The relentless challenge to Apple by its competitors is not without malice and foresight. Every business strategy has compromises and some weaknesses. It's the competition's job to find the critical weakness, in military-speak, the cascade failure mode, of the competition.

So far, smart Apple observers have noted that for Apple's opponents to compete on specs alone is not a winning strategy. However, the next step is the perilous part. Apple, by believing that it always builds the best could fall into a subtle kind of arrogance that suggests that the specs game is run by impostors, competitors without merit. I know that Apple keeps its guard up on this, but customers are known to get false impressions. Or to become contrarian. 

For example, on the surface, the traditional Apple logic looks like this:

Apple makes great products. I can afford them, and I buy them. Therefore, I love Apple.

That works and sells products. But there is another, more complex line of reasoning, and it may explain why some customers fall into the arms of the competition.

Apple makes great products. I can barely afford them. I always have to wait too long to get what I want. Apple seems in no hurry to compete with aggressive competitors who give me a lot of freedom and technology for affordable prices. I perceive this as arrogance. Therefore, I don't like Apple.

It is wise for any technology leader to view aggressive competitors with alarm and anxiety instead of smug disdain, even if the sales numbers appear satisfactory.

At some point customers can sense the disconnect between the pleasant arrogance of always making the best and the actual delivery in the market. When a endless stream of competing products come along that look better, at some point, customers stop rationalizing in their minds that they're getting the best value from from the leader. And then, the tide turns, as it has so often in American business.

This happened to Cadillac when the Infiniti and Lexus brands came along to challenge. It happend to IBM, the originator of the original, and best, IBM PC. (IBM had to eventually sell its PC division to Lenovo.) It happend to Silicon Graphics, all too arrogant in its awesome but overly expensive UNIX workstations. It happened to RIM/BlackBerry, a company whose connection to and belief in the business world looked unassailable. It happend to Microsoft, asleep at the wheel when the tablet revolution came along, and still apparently in no great hurry to catch up. Eventually, customers stop listening to the marketing and head off, in an unpredictable stampede, into the arms of the competition. Then it's too late.

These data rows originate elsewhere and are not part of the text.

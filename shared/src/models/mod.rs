//! Domain models for the Scrap Link marketplace

mod flag;
mod listing;
mod pickup;
mod transaction;
mod user;

pub use flag::*;
pub use listing::*;
pub use pickup::*;
pub use transaction::*;
pub use user::*;
//! Transaction models

use chrono::{DateTime, Utc};
use rust_decimal::Decimal;
use serde::{Deserialize, Serialize};
use uuid::Uuid;

/// The finalized sale record created when a pickup completes
#[derive(Debug, Clone, Serialize, Deserialize, PartialEq)]
pub struct Transaction {
    pub transaction_id: Uuid,
    pub seller_id: Uuid,
    pub recycler_id: Uuid,
    pub scrap_id: Uuid,
    pub final_price: Decimal,
    pub status: TransactionStatus,
    pub created_at: DateTime<Utc>,
}

/// Transaction status; `Disputed` and `Refunded` are set by admins only
#[derive(Debug, Clone, Copy, Serialize, Deserialize, PartialEq, Eq, Hash)]
#[serde(rename_all = "snake_case")]
pub enum TransactionStatus {
    Completed,
    Disputed,
    Refunded,
}

impl TransactionStatus {
    pub fn as_str(&self) -> &'static str {
        match self {
            TransactionStatus::Completed => "completed",
            TransactionStatus::Disputed => "disputed",
            TransactionStatus::Refunded => "refunded",
        }
    }

    pub fn from_str(s: &str) -> Option<Self> {
        match s {
            "completed" => Some(TransactionStatus::Completed),
            "disputed" => Some(TransactionStatus::Disputed),
            "refunded" => Some(TransactionStatus::Refunded),
            _ => None,
        }
    }
}

impl std::fmt::Display for TransactionStatus {
    fn fmt(&self, f: &mut std::fmt::Formatter<'_>) -> std::fmt::Result {
        match self {
            TransactionStatus::Completed => write!(f, "Completed"),
            TransactionStatus::Disputed => write!(f, "Disputed"),
            TransactionStatus::Refunded => write!(f, "Refunded"),
        }
    }
}

/// Everything needed to close a pickup in one step
#[derive(Debug, Clone)]
pub struct CompletePickup {
    pub request_id: Uuid,
    pub scrap_id: Uuid,
    pub seller_id: Uuid,
    pub recycler_id: Uuid,
    pub final_price: Decimal,
}
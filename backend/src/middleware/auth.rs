//! Authentication middleware
//!
//! Verifies the bearer token (if any), resolves it to an identity and stores
//! the resulting session context in the request extensions.

use axum::{
    extract::{Request, State},
    http::{header::AUTHORIZATION, request::Parts, HeaderMap},
    middleware::Next,
    response::{IntoResponse, Response},
};

use crate::error::{AppError, AppResult};
use crate::services::AuthService;
use crate::session::SessionContext;
use crate::AppState;

fn bearer_token(headers: &HeaderMap) -> AppResult<Option<&str>> {
    let Some(value) = headers.get(AUTHORIZATION) else {
        return Ok(None);
    };
    let value = value
        .to_str()
        .map_err(|_| AppError::Unauthorized("Invalid Authorization header".to_string()))?;

    match value.strip_prefix("Bearer ") {
        Some(token) if !token.trim().is_empty() => Ok(Some(token.trim())),
        _ => Err(AppError::Unauthorized(
            "Missing or invalid Authorization header".to_string(),
        )),
    }
}

/// Build the session for this request. No token means an anonymous session;
/// a bad token is rejected outright.
pub async fn session_middleware(
    State(state): State<AppState>,
    mut request: Request,
    next: Next,
) -> Response {
    let mut session = SessionContext::loading();

    let identity = match bearer_token(request.headers()) {
        Ok(None) => None,
        Ok(Some(token)) => {
            let auth = AuthService::new(state.gateway.clone(), &state.config);
            let resolved = match auth.verify_token(token) {
                Ok(claims) => auth.resolve_identity(&claims).await,
                Err(e) => Err(e),
            };
            match resolved {
                Ok(identity) => identity,
                Err(e) => return e.into_response(),
            }
        }
        Err(e) => return e.into_response(),
    };

    session.init(identity);
    request.extensions_mut().insert(session);

    next.run(request).await
}

/// Extractor for the request's session context
/// Use this in handlers to pass the session to services
#[derive(Clone, Debug)]
pub struct CurrentSession(pub SessionContext);

#[axum::async_trait]
impl<S> axum::extract::FromRequestParts<S> for CurrentSession
where
    S: Send + Sync,
{
    type Rejection = AppError;

    async fn from_request_parts(parts: &mut Parts, _state: &S) -> Result<Self, Self::Rejection> {
        // Without the middleware the identity was never resolved
        parts
            .extensions
            .get::<SessionContext>()
            .cloned()
            .map(CurrentSession)
            .ok_or(AppError::SessionLoading)
    }
}

#[cfg(test)]
mod tests {
    use super::*;
    use axum::http::HeaderValue;

    #[test]
    fn test_bearer_token_parsing() {
        let mut headers = HeaderMap::new();
        assert!(matches!(bearer_token(&headers), Ok(None)));

        headers.insert(AUTHORIZATION, HeaderValue::from_static("Bearer abc.def"));
        assert_eq!(bearer_token(&headers).unwrap(), Some("abc.def"));

        headers.insert(AUTHORIZATION, HeaderValue::from_static("Basic xyz"));
        assert!(matches!(bearer_token(&headers), Err(AppError::Unauthorized(_))));
    }
}
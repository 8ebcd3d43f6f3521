//! Scrap listing HTTP handlers

use axum::{
    extract::{Path, Query, State},
    http::StatusCode,
    Json,
};
use uuid::Uuid;

use shared::{DiscoveredListing, DiscoveryQuery, ScrapListing};

use crate::error::AppResult;
use crate::external::PricePrediction;
use crate::middleware::CurrentSession;
use crate::services::listing::{CategoriesResponse, CreateListingInput, PriceEstimateInput};
use crate::services::ListingService;
use crate::AppState;

fn listing_service(state: &AppState) -> ListingService {
    ListingService::new(state.gateway.clone(), state.price_oracle.clone())
}

/// Post a new listing
pub async fn create_listing(
    State(state): State<AppState>,
    CurrentSession(session): CurrentSession,
    Json(input): Json<CreateListingInput>,
) -> AppResult<(StatusCode, Json<ScrapListing>)> {
    let listing = listing_service(&state).create_listing(&session, input).await?;
    Ok((StatusCode::CREATED, Json(listing)))
}

/// Available listings around the viewer, filtered and sorted
pub async fn nearby_listings(
    State(state): State<AppState>,
    CurrentSession(session): CurrentSession,
    Query(query): Query<DiscoveryQuery>,
) -> AppResult<Json<Vec<DiscoveredListing>>> {
    Ok(Json(listing_service(&state).nearby(&session, &query).await?))
}

pub async fn listing_categories(
    State(state): State<AppState>,
    CurrentSession(session): CurrentSession,
) -> AppResult<Json<CategoriesResponse>> {
    Ok(Json(listing_service(&state).categories(&session).await?))
}

/// The caller's own listings
pub async fn my_listings(
    State(state): State<AppState>,
    CurrentSession(session): CurrentSession,
) -> AppResult<Json<Vec<ScrapListing>>> {
    Ok(Json(listing_service(&state).mine(&session).await?))
}

pub async fn get_listing(
    State(state): State<AppState>,
    CurrentSession(session): CurrentSession,
    Path(scrap_id): Path<Uuid>,
) -> AppResult<Json<ScrapListing>> {
    Ok(Json(listing_service(&state).get(&session, scrap_id).await?))
}

pub async fn price_estimate(
    State(state): State<AppState>,
    CurrentSession(session): CurrentSession,
    Json(input): Json<PriceEstimateInput>,
) -> AppResult<Json<PricePrediction>> {
    Ok(Json(listing_service(&state).price_estimate(&session, input).await?))
}

pub async fn price_estimate_batch(
    State(state): State<AppState>,
    CurrentSession(session): CurrentSession,
    Json(inputs): Json<Vec<PriceEstimateInput>>,
) -> AppResult<Json<Vec<PricePrediction>>> {
    Ok(Json(
        listing_service(&state)
            .price_estimate_batch(&session, inputs)
            .await?,
    ))
}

Traditionally, for any American company, it's been a deceptively easy slide into an indifferent arrogance unless there's someone inside who can, euphemistically, throw some chairs around the room, pointing out that the company is building "leading" products with inferior specs. Or good specs but increasingly late to market. You can write your own Dilbert cartoon here.

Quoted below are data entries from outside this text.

//! Admin moderation tests
//!
//! Tests for the admin console operations including:
//! - forward-only status overrides
//! - overrides that keep one accepted request per listing
//! - flagging listings and pickup requests
//! - role changes and deletions
//! - refusing non-admin sessions

mod common;

use rust_decimal::Decimal;
use uuid::Uuid;

use common::{admin_session, session_for, slots, TestApp};
use scraplink_backend::error::AppError;
use scraplink_backend::gateway::PersistenceGateway;
use scraplink_backend::services::admin::{
    FlagInput, UpdateListingStatusInput, UpdatePickupStatusInput, UpdateRoleInput,
    UpdateTransactionStatusInput,
};
use scraplink_backend::services::pickup::{
    AcceptPickupInput, CompletePickupInput, CreatePickupRequestInput,
};
use shared::{FlagTarget, ListingStatus, PickupStatus, TransactionStatus, UserRole};

/// Test listing status can only move forward
#[tokio::test]
async fn test_listing_status_forward_only() {
    let app = TestApp::new();
    let seller = app.seller("Sam");
    let listing = app.listing(&seller, "metal", 1, 10).await;
    let admin = app.admin();

    let skipped = admin
        .update_listing_status(
            &admin_session(),
            listing.scrap_id,
            UpdateListingStatusInput {
                status: ListingStatus::Completed,
            },
        )
        .await;
    assert!(matches!(skipped, Err(AppError::InvalidStateTransition(_))));

    let accepted = admin
        .update_listing_status(
            &admin_session(),
            listing.scrap_id,
            UpdateListingStatusInput {
                status: ListingStatus::Accepted,
            },
        )
        .await
        .unwrap();
    assert_eq!(accepted.status, ListingStatus::Accepted);

    let backwards = admin
        .update_listing_status(
            &admin_session(),
            listing.scrap_id,
            UpdateListingStatusInput {
                status: ListingStatus::Available,
            },
        )
        .await;
    assert!(matches!(backwards, Err(AppError::InvalidStateTransition(_))));
}

fn override_to(status: PickupStatus) -> UpdatePickupStatusInput {
    UpdatePickupStatusInput {
        status,
        pickup_slot: None,
        final_price: None,
    }
}

/// Test pickup status overrides follow the lifecycle order
#[tokio::test]
async fn test_pickup_status_forward_only() {
    let mut app = TestApp::new();
    let seller = app.seller("Sam");
    let recycler = app.recycler("Rita");
    let listing = app.listing(&seller, "metal", 1, 10).await;
    let request = app
        .pickups()
        .create(
            &session_for(&recycler),
            CreatePickupRequestInput {
                scrap_id: listing.scrap_id,
                proposed_slots: slots(&["2024-05-01T10:00"]),
            },
        )
        .await
        .unwrap();
    app.discard_queued();

    let admin = app.admin();
    let skipped = admin
        .update_pickup_status(
            &admin_session(),
            request.request_id,
            override_to(PickupStatus::Completed),
        )
        .await;
    assert!(matches!(skipped, Err(AppError::InvalidStateTransition(_))));

    let accepted = admin
        .update_pickup_status(
            &admin_session(),
            request.request_id,
            override_to(PickupStatus::Accepted),
        )
        .await
        .unwrap();
    assert_eq!(accepted.pickup_status, PickupStatus::Accepted);

    let backwards = admin
        .update_pickup_status(
            &admin_session(),
            request.request_id,
            override_to(PickupStatus::Pending),
        )
        .await;
    assert!(matches!(backwards, Err(AppError::InvalidStateTransition(_))));

    let all = admin.list_pickup_requests(&admin_session()).await.unwrap();
    assert_eq!(all.len(), 1);
}

/// Test an admin accept holds the listing like a seller accept does
#[tokio::test]
async fn test_admin_accept_keeps_one_accepted_request() {
    let mut app = TestApp::new();
    let seller = app.seller("Sam");
    let first = app.recycler("Rita");
    let second = app.recycler("Rob");
    let listing = app.listing(&seller, "metal", 1, 10).await;
    let pickups = app.pickups();

    let a = pickups
        .create(
            &session_for(&first),
            CreatePickupRequestInput {
                scrap_id: listing.scrap_id,
                proposed_slots: slots(&["2024-05-01T10:00", "2024-05-02T14:00"]),
            },
        )
        .await
        .unwrap();
    let b = pickups
        .create(
            &session_for(&second),
            CreatePickupRequestInput {
                scrap_id: listing.scrap_id,
                proposed_slots: slots(&["2024-05-03T09:00"]),
            },
        )
        .await
        .unwrap();
    app.discard_queued();

    let accepted = app
        .admin()
        .update_pickup_status(&admin_session(), a.request_id, override_to(PickupStatus::Accepted))
        .await
        .unwrap();
    // Without a slot the first proposal is confirmed
    assert_eq!(accepted.pickup_slot.as_deref(), Some("2024-05-01T10:00"));
    let listing_now = app.gateway.get_listing(listing.scrap_id).await.unwrap().unwrap();
    assert_eq!(listing_now.status, ListingStatus::Accepted);

    // The recycler hears about it
    assert_eq!(app.flush_emails().await, 1);
    assert_eq!(app.sender.attempts()[0].to_email, first.email);
    assert!(app.sender.attempts()[0].message.contains("Accepted by: Sam"));

    let seller_accept = pickups
        .accept(
            &session_for(&seller),
            b.request_id,
            AcceptPickupInput {
                pickup_slot: "2024-05-03T09:00".to_string(),
            },
        )
        .await;
    assert!(matches!(seller_accept, Err(AppError::Conflict { .. })));

    let admin_accept = app
        .admin()
        .update_pickup_status(&admin_session(), b.request_id, override_to(PickupStatus::Accepted))
        .await;
    assert!(matches!(admin_accept, Err(AppError::Conflict { .. })));

    let accepted_count = app
        .gateway
        .list_all_pickup_requests()
        .await
        .unwrap()
        .into_iter()
        .filter(|r| r.pickup_status == PickupStatus::Accepted)
        .count();
    assert_eq!(accepted_count, 1);
}

/// Test an admin completion needs a price and records the transaction
#[tokio::test]
async fn test_admin_complete_records_transaction() {
    let mut app = TestApp::new();
    let seller = app.seller("Sam");
    let recycler = app.recycler("Rita");
    let listing = app.listing(&seller, "metal", 1, 10).await;
    let request = app
        .pickups()
        .create(
            &session_for(&recycler),
            CreatePickupRequestInput {
                scrap_id: listing.scrap_id,
                proposed_slots: slots(&["2024-05-01T10:00"]),
            },
        )
        .await
        .unwrap();
    let admin = app.admin();
    admin
        .update_pickup_status(
            &admin_session(),
            request.request_id,
            UpdatePickupStatusInput {
                status: PickupStatus::Accepted,
                pickup_slot: Some("2024-05-04T08:30".to_string()),
                final_price: None,
            },
        )
        .await
        .unwrap();
    app.discard_queued();

    let no_price = admin
        .update_pickup_status(&admin_session(), request.request_id, override_to(PickupStatus::Completed))
        .await;
    assert!(matches!(no_price, Err(AppError::Validation { ref field, .. }) if field == "final_price"));
    assert!(app.gateway.list_all_transactions().await.unwrap().is_empty());

    let completed = admin
        .update_pickup_status(
            &admin_session(),
            request.request_id,
            UpdatePickupStatusInput {
                status: PickupStatus::Completed,
                pickup_slot: None,
                final_price: Some(Decimal::from(80)),
            },
        )
        .await
        .unwrap();
    assert_eq!(completed.pickup_status, PickupStatus::Completed);
    assert_eq!(completed.pickup_slot.as_deref(), Some("2024-05-04T08:30"));

    let listing_now = app.gateway.get_listing(listing.scrap_id).await.unwrap().unwrap();
    assert_eq!(listing_now.status, ListingStatus::Completed);
    let transactions = app.gateway.list_all_transactions().await.unwrap();
    assert_eq!(transactions.len(), 1);
    assert_eq!(transactions[0].final_price, Decimal::from(80));
    assert_eq!(transactions[0].seller_id, seller.user_id);
    assert_eq!(transactions[0].recycler_id, recycler.user_id);
}

/// Test flags on listings and requests carry the reason and the admin
#[tokio::test]
async fn test_flag_listing_and_request() {
    let mut app = TestApp::new();
    let seller = app.seller("Sam");
    let recycler = app.recycler("Rita");
    let listing = app.listing(&seller, "metal", 1, 10).await;
    let request = app
        .pickups()
        .create(
            &session_for(&recycler),
            CreatePickupRequestInput {
                scrap_id: listing.scrap_id,
                proposed_slots: slots(&["2024-05-01T10:00"]),
            },
        )
        .await
        .unwrap();
    app.discard_queued();

    let admin = app.admin();
    let session = admin_session();
    let admin_id = session.current_admin().map(|a| a.admin_id);

    let flag = admin
        .flag_listing(
            &session,
            listing.scrap_id,
            FlagInput {
                reason: "  Photos do not match  ".to_string(),
            },
        )
        .await
        .unwrap();
    assert_eq!(flag.target, FlagTarget::Listing);
    assert_eq!(flag.target_id, listing.scrap_id);
    assert_eq!(flag.reason, "Photos do not match");
    assert_eq!(flag.flagged_by, admin_id);

    admin
        .flag_pickup_request(
            &session,
            request.request_id,
            FlagInput {
                reason: "No-show twice".to_string(),
            },
        )
        .await
        .unwrap();

    let listing_flags = admin
        .list_flags(&session, FlagTarget::Listing, listing.scrap_id)
        .await
        .unwrap();
    assert_eq!(listing_flags, vec![flag]);
    let request_flags = admin
        .list_flags(&session, FlagTarget::PickupRequest, request.request_id)
        .await
        .unwrap();
    assert_eq!(request_flags.len(), 1);
    assert_eq!(request_flags[0].reason, "No-show twice");

    // Deleting the listing takes its flags and its requests' flags along
    admin.delete_listing(&session, listing.scrap_id).await.unwrap();
    assert!(app
        .gateway
        .list_flags(FlagTarget::PickupRequest, request.request_id)
        .await
        .unwrap()
        .is_empty());
}

/// Test flags need a reason, an existing target and an admin
#[tokio::test]
async fn test_flag_rejections() {
    let app = TestApp::new();
    let seller = app.seller("Sam");
    let listing = app.listing(&seller, "metal", 1, 10).await;
    let admin = app.admin();

    let blank = admin
        .flag_listing(&admin_session(), listing.scrap_id, FlagInput { reason: " ".to_string() })
        .await;
    assert!(matches!(blank, Err(AppError::Validation { ref field, .. }) if field == "reason"));

    let missing = admin
        .flag_pickup_request(
            &admin_session(),
            Uuid::new_v4(),
            FlagInput {
                reason: "spam".to_string(),
            },
        )
        .await;
    assert!(matches!(missing, Err(AppError::NotFound(_))));

    let as_seller = admin
        .flag_listing(
            &session_for(&seller),
            listing.scrap_id,
            FlagInput {
                reason: "spam".to_string(),
            },
        )
        .await;
    assert!(matches!(as_seller, Err(AppError::Forbidden(_))));

    assert!(app
        .gateway
        .list_flags(FlagTarget::Listing, listing.scrap_id)
        .await
        .unwrap()
        .is_empty());
}

/// Test transaction status may be set to dispute or refund
#[tokio::test]
async fn test_transaction_dispute() {
    let mut app = TestApp::new();
    let seller = app.seller("Sam");
    let recycler = app.recycler("Rita");
    let listing = app.listing(&seller, "metal", 1, 10).await;
    let pickups = app.pickups();

    let request = pickups
        .create(
            &session_for(&recycler),
            CreatePickupRequestInput {
                scrap_id: listing.scrap_id,
                proposed_slots: slots(&["2024-05-01T10:00"]),
            },
        )
        .await
        .unwrap();
    pickups
        .accept(
            &session_for(&seller),
            request.request_id,
            AcceptPickupInput {
                pickup_slot: "2024-05-01T10:00".to_string(),
            },
        )
        .await
        .unwrap();
    let transaction = pickups
        .complete(
            &session_for(&seller),
            request.request_id,
            CompletePickupInput {
                final_price: Decimal::new(1250, 2),
            },
        )
        .await
        .unwrap();
    app.discard_queued();

    let disputed = app
        .admin()
        .update_transaction_status(
            &admin_session(),
            transaction.transaction_id,
            UpdateTransactionStatusInput {
                status: TransactionStatus::Disputed,
            },
        )
        .await
        .unwrap();
    assert_eq!(disputed.status, TransactionStatus::Disputed);
    assert_eq!(disputed.final_price, Decimal::new(1250, 2));
}

/// Test role changes and user deletion
#[tokio::test]
async fn test_user_management() {
    let app = TestApp::new();
    let user = app.seller("Sam");
    let admin = app.admin();

    let updated = admin
        .update_user_role(
            &admin_session(),
            user.user_id,
            UpdateRoleInput {
                role: UserRole::Recycler,
            },
        )
        .await
        .unwrap();
    assert_eq!(updated.role, UserRole::Recycler);

    admin.delete_user(&admin_session(), user.user_id).await.unwrap();
    assert!(app.gateway.get_user(user.user_id).await.unwrap().is_none());

    let again = admin.delete_user(&admin_session(), user.user_id).await;
    assert!(matches!(again, Err(AppError::NotFound(_))));
}

/// Test deleting a listing removes its requests
#[tokio::test]
async fn test_delete_listing_cascades() {
    let mut app = TestApp::new();
    let seller = app.seller("Sam");
    let recycler = app.recycler("Rita");
    let listing = app.listing(&seller, "metal", 1, 10).await;
    app.pickups()
        .create(
            &session_for(&recycler),
            CreatePickupRequestInput {
                scrap_id: listing.scrap_id,
                proposed_slots: slots(&["soon"]),
            },
        )
        .await
        .unwrap();
    app.discard_queued();

    app.admin()
        .delete_listing(&admin_session(), listing.scrap_id)
        .await
        .unwrap();
    assert!(app.gateway.get_listing(listing.scrap_id).await.unwrap().is_none());
    assert!(app.gateway.list_all_pickup_requests().await.unwrap().is_empty());
}

/// Test user sessions cannot moderate
#[tokio::test]
async fn test_user_session_forbidden() {
    let app = TestApp::new();
    let seller = app.seller("Sam");

    let result = app.admin().list_users(&session_for(&seller)).await;
    assert!(matches!(result, Err(AppError::Forbidden(_))));
}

There's a very fine line between a passion to build the best and a self-satisfied state of mind fueled by the faith in a permanent state of customer acceptance. One way way to attack that routine customer acceptance is with a flood of competing products of all sizes, for all people, and with the very best technology, world-wide, at all costs. It looks like an empty strategy at first. That is, until the incessant body blows in the market start to take their toll, and customers, with changed mindset, begin to defect.

Could this ever happen to Apple? I hope not. It's a frightening thought.

Back to the Evans Article

So that's where I was when Jonny Evans punctuated it all with his chart showing the global smartphone shipments comparing 2012 and 2013. Despite Apple's excellent performance of 31.2 million smartphones sold in 2013's calendar Q2, Samsung sold 76 million. Apple's market share dropped to 13.6 percent; Samsung's increased to 33.1 percent. Mr. Evans pointed out, "The big take away from the analysts is that Apple has not kept pace with industry growth within the smartphone sector..."

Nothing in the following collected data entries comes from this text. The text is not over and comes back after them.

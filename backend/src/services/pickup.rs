//! Pickup request lifecycle: create, accept, reject, complete, resend
//!
//! States move `pending -> accepted -> completed`; rejecting deletes the request.
//! Emails are queued on the outbox after the write they describe and never
//! affect the outcome of the transition.

use std::collections::HashMap;
use std::sync::Arc;

use rust_decimal::Decimal;
use serde::{Deserialize, Serialize};
use uuid::Uuid;

use shared::{
    normalize_proposed_slots, validate_chosen_slot, validate_final_price, CompletePickup,
    ContactInfo, ListingStatus, NewPickupRequest, PickupRequest, PickupStatus,
    RecyclerRequestView, ScrapListing, SellerRequestView, StatusFilter, Transaction, UserProfile,
    UserRole,
};

use crate::error::{AppError, AppResult};
use crate::gateway::PersistenceGateway;
use crate::services::notification::{
    new_request_email, request_confirmation_email, slot_confirmed_email, EmailKind,
    NotificationOutbox, OutboundEmail,
};
use crate::session::SessionContext;

/// Pickup request service
#[derive(Clone)]
pub struct PickupService {
    gateway: Arc<dyn PersistenceGateway>,
    outbox: NotificationOutbox,
}

#[derive(Debug, Deserialize)]
pub struct CreatePickupRequestInput {
    pub scrap_id: Uuid,
    #[serde(default)]
    pub proposed_slots: Vec<String>,
}

#[derive(Debug, Deserialize)]
pub struct AcceptPickupInput {
    #[serde(default)]
    pub pickup_slot: String,
}

/// An accepted request and whether its slot confirmation made it onto the outbox
#[derive(Debug, Serialize)]
pub struct AcceptedPickup {
    #[serde(flatten)]
    pub request: PickupRequest,
    /// `false` when the recycler could not be reached; the seller may resend later
    pub notification_queued: bool,
}

#[derive(Debug, Deserialize)]
pub struct CompletePickupInput {
    pub final_price: Decimal,
}
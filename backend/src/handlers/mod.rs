//! HTTP handlers

pub mod admin;
pub mod auth;
pub mod health;
pub mod listing;
pub mod pickup;
pub mod transaction;

pub use admin::*;
pub use auth::*;
pub use health::*;
pub use listing::*;
pub use pickup::*;
pub use transaction::*;
//! Scrap Link marketplace - Backend Server

use std::{net::SocketAddr, sync::Arc, time::Duration};

use anyhow::Context;
use sqlx::postgres::PgPoolOptions;
use tracing_subscriber::{layer::SubscriberExt, util::SubscriberInitExt};

use scraplink_backend::{
    config::{Config, GatewayBackend},
    create_app,
    external::{EmailJsClient, PriceOracleClient},
    gateway::{InMemoryGateway, PersistenceGateway, PgGateway},
    services::{NotificationOutbox, NotificationWorker, RetryPolicy},
    AppState,
};

fn init_tracing() {
    let filter = tracing_subscriber::EnvFilter::try_from_default_env().unwrap_or_else(|_| {
        "scraplink_server=debug,scraplink_backend=debug,tower_http=debug,sqlx=warn".into()
    });

    let json = std::env::var("SCRAPLINK_LOG_FORMAT")
        .map(|v| v.eq_ignore_ascii_case("json"))
        .unwrap_or(false);

    if json {
        tracing_subscriber::registry()
            .with(filter)
            .with(tracing_subscriber::fmt::layer().json())
            .init();
    } else {
        tracing_subscriber::registry()
            .with(filter)
            .with(tracing_subscriber::fmt::layer())
            .init();
    }
}

async fn connect_gateway(config: &Config) -> anyhow::Result<Arc<dyn PersistenceGateway>> {
    match config.database.backend {
        GatewayBackend::Memory => {
            tracing::warn!("Using the in-memory gateway; data is lost on restart");
            Ok(Arc::new(InMemoryGateway::new()))
        }
        GatewayBackend::Postgres => {
            tracing::info!("Connecting to database...");
            let db_pool = PgPoolOptions::new()
                .max_connections(config.database.max_connections)
                .min_connections(config.database.min_connections)
                .acquire_timeout(Duration::from_secs(30))
                .connect(&config.database.url)
                .await
                .context("database connection failed")?;

            tracing::info!("Database connection established");

            // Run migrations in development
            if config.environment == "development" {
                tracing::info!("Running database migrations...");
                sqlx::migrate!("./migrations").run(&db_pool).await?;
                tracing::info!("Migrations completed");
            }

            Ok(Arc::new(PgGateway::new(db_pool)))
        }
    }
}

#[tokio::main]
async fn main() -> anyhow::Result<()> {
    // Load configuration
    dotenvy::dotenv().ok();
    init_tracing();
    let config = Config::load()?;

    tracing::info!("Starting Scrap Link Server");
    tracing::info!("Environment: {}", config.environment);

    let gateway = connect_gateway(&config).await?;

    let email_client = EmailJsClient::new(&config.email)?;
    if !email_client.is_configured() {
        tracing::warn!("EmailJS credentials missing or placeholders; emails will only be logged");
    }
    let price_oracle = PriceOracleClient::new(&config.price_oracle)?;

    // Notification worker consumes the outbox for the lifetime of the server
    let (outbox, receiver) = NotificationOutbox::channel();
    NotificationWorker::new(
        Arc::new(email_client),
        gateway.clone(),
        RetryPolicy::from(&config.notifications),
    )
    .spawn(receiver);

    // Create application state
    let state = AppState {
        gateway,
        config: Arc::new(config.clone()),
        outbox,
        price_oracle: Arc::new(price_oracle),
    };

    // Build application
    let app = create_app(state);

    // Start server
    let addr: SocketAddr = format!("{}:{}", config.server.host, config.server.port)
        .parse()
        .context("invalid server address")?;
    tracing::info!("Listening on {}", addr);

    let listener = tokio::net::TcpListener::bind(addr).await?;
    axum::serve(listener, app).await?;

    Ok(())
}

At this point, it is customary to become defensive and point out that Apple doesn't need to be the market leader. As Mr. Evans reminded us, "Samsung shifts boxes. Apple (at its best) sells dreams."

And I agree with that. Completely. We don't want Apple to compete on the terms of the wannabes. But what worries me is when executives focus relentlessly on building the best, who is there to shake them up from time to time? Who is there besides the ghost of Steve Jobs to say, "This one isn't good enough. That one should have shipped months ago."

I think Apple's customers not only want the best, they want to side with a visibly aggressive winner. Not a company that's being steam-rollered.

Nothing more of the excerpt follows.